Tuesday, December 3, 2013

Module 15 Film Review


The film, Greenberg on Art Criticism: An Interview by T.J Clark discusses the various types of art criticism by analyzing artwork and discussing other artist’s art criticisms. Although I definitely had some trouble following what he was saying exactly, I decided to read through the transcript on the right side of the video. I learned from Greenberg that you need to be receptive and stay receptive, open. Good art can come from anywhere, the results confute, they refute everything, every preconception you may have. Greenberg mentions how the best visual art of the past 50 years has been predominantly abstract. Greenberg said were stuck with that the best art, the best culture, under urban circumstances for a so-called elite. That elite gets bigger and bigger. When art’s good, it’s everything it should be.

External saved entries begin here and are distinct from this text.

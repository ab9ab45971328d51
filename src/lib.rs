//! NeighborFit Algo - property matching service
//!
//! This library ranks a catalog of real-estate listings against a buyer's
//! stated priorities. Each listing is scored per criterion from its price and
//! description keywords, the scores are combined with the buyer's normalized
//! weights and vibe, and the top matches are returned with a short explanation.

pub mod config;
pub mod core;
pub mod models;
pub mod routes;
pub mod services;

// Re-export commonly used types
pub use crate::core::{Matcher, infer_score, score_criterion, compute_match, explain};
pub use models::{Criterion, FeatureScoreSet, Listing, MatchResult, UserPreferences, PreferenceError, MatchResponse};
pub use services::{CatalogProvider, CatalogError, CsvCatalog, StaticCatalog};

The film, Jackson Pollock: Michael Fried and T. J Clark in conversation discussed how Jackson Pollock is an important modernist master who raises many questions with his work. They also point out how Pollock has been used a negative point of reference for modern art. The debate comes from the historical side of modern art while Fried is focused on the independence of its aesthetic. The concentration Pollock’s work requires challenges the distraction endemic in the wider culture. This film was interesting, in that Fried and Clark critiqued Pollock’s work through different approaches. This relates to the  Greenberg on Art Criticism film through the advice on being receptive to an artist’s artwork.